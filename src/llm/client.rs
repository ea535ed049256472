use async_trait::async_trait;
use reqwest::Client;
use serde::{Deserialize, Serialize};
use tracing::debug;

use crate::error::{PipelineError, Result};

/// One model invocation. Both configured model identities (polish and
/// summarize) go through this same call shape.
#[derive(Debug, Clone)]
pub struct GenerationRequest {
    /// Model identifier as known to the serving runtime.
    pub model: String,
    pub prompt: String,
    pub temperature: f64,
    /// Output-length ceiling in tokens. `None` leaves it to the runtime.
    pub max_tokens: Option<u32>,
    /// Stop sequences that terminate generation.
    pub stop: Vec<String>,
}

impl GenerationRequest {
    pub fn new(model: impl Into<String>, prompt: impl Into<String>) -> Self {
        Self {
            model: model.into(),
            prompt: prompt.into(),
            temperature: 0.1,
            max_tokens: None,
            stop: Vec::new(),
        }
    }
}

/// The language-model collaborator. Stages depend on this trait rather than
/// a concrete client so the retry and abort contracts can be exercised with
/// a scripted implementation.
#[async_trait]
pub trait TextModel: Send + Sync {
    /// Generate text for the request, or fail with `ModelUnavailable` when
    /// the service cannot be reached or returns an unusable response.
    async fn generate(&self, request: &GenerationRequest) -> Result<String>;
}

/// Configuration for the Ollama-style model service.
#[derive(Debug, Clone, Serialize, Deserialize)]
#[serde(default)]
pub struct OllamaConfig {
    pub base_url: String,
    pub timeout_secs: u64,
}

impl Default for OllamaConfig {
    fn default() -> Self {
        Self {
            base_url: "http://127.0.0.1:11434".to_string(),
            timeout_secs: 600,
        }
    }
}

/// HTTP client for a local Ollama server's `/api/generate` endpoint.
pub struct OllamaClient {
    client: Client,
    config: OllamaConfig,
}

#[derive(Debug, Serialize)]
struct GenerateBody<'a> {
    model: &'a str,
    prompt: &'a str,
    stream: bool,
    options: GenerateOptions<'a>,
}

#[derive(Debug, Serialize)]
struct GenerateOptions<'a> {
    temperature: f64,
    #[serde(skip_serializing_if = "Option::is_none")]
    num_predict: Option<u32>,
    #[serde(skip_serializing_if = "Vec::is_empty")]
    stop: &'a Vec<String>,
}

#[derive(Debug, Deserialize)]
struct GenerateResponse {
    #[serde(default)]
    response: String,
}

impl OllamaClient {
    pub fn new(config: OllamaConfig) -> Result<Self> {
        let client = Client::builder()
            .timeout(std::time::Duration::from_secs(config.timeout_secs))
            .build()
            .map_err(|e| PipelineError::Config(format!("failed to build HTTP client: {e}")))?;
        Ok(Self { client, config })
    }

    fn endpoint(&self) -> String {
        format!("{}/api/generate", self.config.base_url.trim_end_matches('/'))
    }

    fn unavailable(&self, model: &str, reason: impl std::fmt::Display) -> PipelineError {
        PipelineError::ModelUnavailable {
            model: model.to_string(),
            reason: reason.to_string(),
        }
    }
}

#[async_trait]
impl TextModel for OllamaClient {
    async fn generate(&self, request: &GenerationRequest) -> Result<String> {
        let body = GenerateBody {
            model: &request.model,
            prompt: &request.prompt,
            stream: false,
            options: GenerateOptions {
                temperature: request.temperature,
                num_predict: request.max_tokens,
                stop: &request.stop,
            },
        };

        debug!(
            model = %request.model,
            prompt_chars = request.prompt.len(),
            "Sending generation request"
        );

        let response = self
            .client
            .post(self.endpoint())
            .json(&body)
            .send()
            .await
            .map_err(|e| self.unavailable(&request.model, e))?;

        if !response.status().is_success() {
            let status = response.status();
            let detail = response.text().await.unwrap_or_default();
            return Err(self.unavailable(&request.model, format!("HTTP {status}: {detail}")));
        }

        let parsed: GenerateResponse = response
            .json()
            .await
            .map_err(|e| self.unavailable(&request.model, format!("bad response body: {e}")))?;

        let text = parsed.response.trim().to_string();
        if text.is_empty() {
            return Err(self.unavailable(&request.model, "empty response"));
        }
        Ok(text)
    }
}

#[cfg(test)]
mod tests {
    use super::*;

    #[test]
    fn test_generate_body_serialization() {
        let stop = vec!["### Instruction:".to_string()];
        let body = GenerateBody {
            model: "medllama2",
            prompt: "summarize",
            stream: false,
            options: GenerateOptions {
                temperature: 0.05,
                num_predict: Some(500),
                stop: &stop,
            },
        };
        let json = serde_json::to_value(&body).unwrap();
        assert_eq!(json["model"], "medllama2");
        assert_eq!(json["stream"], false);
        assert_eq!(json["options"]["num_predict"], 500);
        assert_eq!(json["options"]["stop"][0], "### Instruction:");
    }

    #[test]
    fn test_endpoint_strips_trailing_slash() {
        let client = OllamaClient::new(OllamaConfig {
            base_url: "http://localhost:11434/".to_string(),
            timeout_secs: 5,
        })
        .unwrap();
        assert_eq!(client.endpoint(), "http://localhost:11434/api/generate");
    }

    #[test]
    fn test_generate_response_defaults_empty() {
        let parsed: GenerateResponse = serde_json::from_str("{}").unwrap();
        assert!(parsed.response.is_empty());
    }
}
┄┄┄┄┄┄┄┄┄┄┄┄┄┄┄┄┄┄┄┄
*Aim of the exercise:*
Output the full listing exactly as it stands.

*Written answer:*
filename src/llm/client.rs
repository ea535ed049256472
use async_trait::async_trait;
use reqwest::Client;
use serde::{Deserialize, Serialize};
use tracing::debug;

use crate::error::{PipelineError, Result};

/// One model invocation. Both configured model identities (polish and
/// summarize) go through this same call shape.
#[derive(Debug, Clone)]
pub struct GenerationRequest {
    /// Model identifier as known to the serving runtime.
    pub model: String,
    pub prompt: String,
    pub temperature: f64,
    /// Output-length ceiling in tokens. `None` leaves it to the runtime.
    pub max_tokens: Option<u32>,
    /// Stop sequences that terminate generation.
    pub stop: Vec<String>,
}

impl GenerationRequest {
    pub fn new(model: impl Into<String>, prompt: impl Into<String>) -> Self {
        Self {
            model: model.into(),
            prompt: prompt.into(),
            temperature: 0.1,
            max_tokens: None,
            stop: Vec::new(),
        }
    }
}

/// The language-model collaborator. Stages depend on this trait rather than
/// a concrete client so the retry and abort contracts can be exercised with
/// a scripted implementation.
#[async_trait]
pub trait TextModel: Send + Sync {
    /// Generate text for the request, or fail with `ModelUnavailable` when
    /// the service cannot be reached or returns an unusable response.
    async fn generate(&self, request: &GenerationRequest) -> Result<String>;
}

/// Configuration for the Ollama-style model service.
#[derive(Debug, Clone, Serialize, Deserialize)]
#[serde(default)]
pub struct OllamaConfig {
    pub base_url: String,
    pub timeout_secs: u64,
}

impl Default for OllamaConfig {
    fn default() -> Self {
        Self {
            base_url: "http://127.0.0.1:11434".to_string(),
            timeout_secs: 600,
        }
    }
}

/// HTTP client for a local Ollama server's `/api/generate` endpoint.
pub struct OllamaClient {
    client: Client,
    config: OllamaConfig,
}

#[derive(Debug, Serialize)]
struct GenerateBody<'a> {
    model: &'a str,
    prompt: &'a str,
    stream: bool,
    options: GenerateOptions<'a>,
}

#[derive(Debug, Serialize)]
struct GenerateOptions<'a> {
    temperature: f64,
    #[serde(skip_serializing_if = "Option::is_none")]
    num_predict: Option<u32>,
    #[serde(skip_serializing_if = "Vec::is_empty")]
    stop: &'a Vec<String>,
}

#[derive(Debug, Deserialize)]
struct GenerateResponse {
    #[serde(default)]
    response: String,
}

impl OllamaClient {
    pub fn new(config: OllamaConfig) -> Result<Self> {
        let client = Client::builder()
            .timeout(std::time::Duration::from_secs(config.timeout_secs))
            .build()
            .map_err(|e| PipelineError::Config(format!("failed to build HTTP client: {e}")))?;
        Ok(Self { client, config })
    }

    fn endpoint(&self) -> String {
        format!("{}/api/generate", self.config.base_url.trim_end_matches('/'))
    }

    fn unavailable(&self, model: &str, reason: impl std::fmt::Display) -> PipelineError {
        PipelineError::ModelUnavailable {
            model: model.to_string(),
            reason: reason.to_string(),
        }
    }
}

#[async_trait]
impl TextModel for OllamaClient {
    async fn generate(&self, request: &GenerationRequest) -> Result<String> {
        let body = GenerateBody {
            model: &request.model,
            prompt: &request.prompt,
            stream: false,
            options: GenerateOptions {
                temperature: request.temperature,
                num_predict: request.max_tokens,
                stop: &request.stop,
            },
        };

        debug!(
            model = %request.model,
            prompt_chars = request.prompt.len(),
            "Sending generation request"
        );

        let response = self
            .client
            .post(self.endpoint())
            .json(&body)
            .send()
            .await
            .map_err(|e| self.unavailable(&request.model, e))?;

        if !response.status().is_success() {
            let status = response.status();
            let detail = response.text().await.unwrap_or_default();
            return Err(self.unavailable(&request.model, format!("HTTP {status}: {detail}")));
        }

        let parsed: GenerateResponse = response
            .json()
            .await
            .map_err(|e| self.unavailable(&request.model, format!("bad response body: {e}")))?;

        let text = parsed.response.trim().to_string();
        if text.is_empty() {
            return Err(self.unavailable(&request.model, "empty response"));
        }
        Ok(text)
    }
}

#[cfg(test)]
mod tests {
    use super::*;

    #[test]
    fn test_generate_body_serialization() {
        let stop = vec!["### Instruction:".to_string()];
        let body = GenerateBody {
            model: "medllama2",
            prompt: "summarize",
            stream: false,
            options: GenerateOptions {
                temperature: 0.05,
                num_predict: Some(500),
                stop: &stop,
            },
        };
        let json = serde_json::to_value(&body).unwrap();
        assert_eq!(json["model"], "medllama2");
        assert_eq!(json["stream"], false);
        assert_eq!(json["options"]["num_predict"], 500);
        assert_eq!(json["options"]["stop"][0], "### Instruction:");
    }

    #[test]
    fn test_endpoint_strips_trailing_slash() {
        let client = OllamaClient::new(OllamaConfig {
            base_url: "http://localhost:11434/".to_string(),
            timeout_secs: 5,
        })
        .unwrap();
        assert_eq!(client.endpoint(), "http://localhost:11434/api/generate");
    }

    #[test]
    fn test_generate_response_defaults_empty() {
        let parsed: GenerateResponse = serde_json::from_str("{}").unwrap();
        assert!(parsed.response.is_empty());
    }
}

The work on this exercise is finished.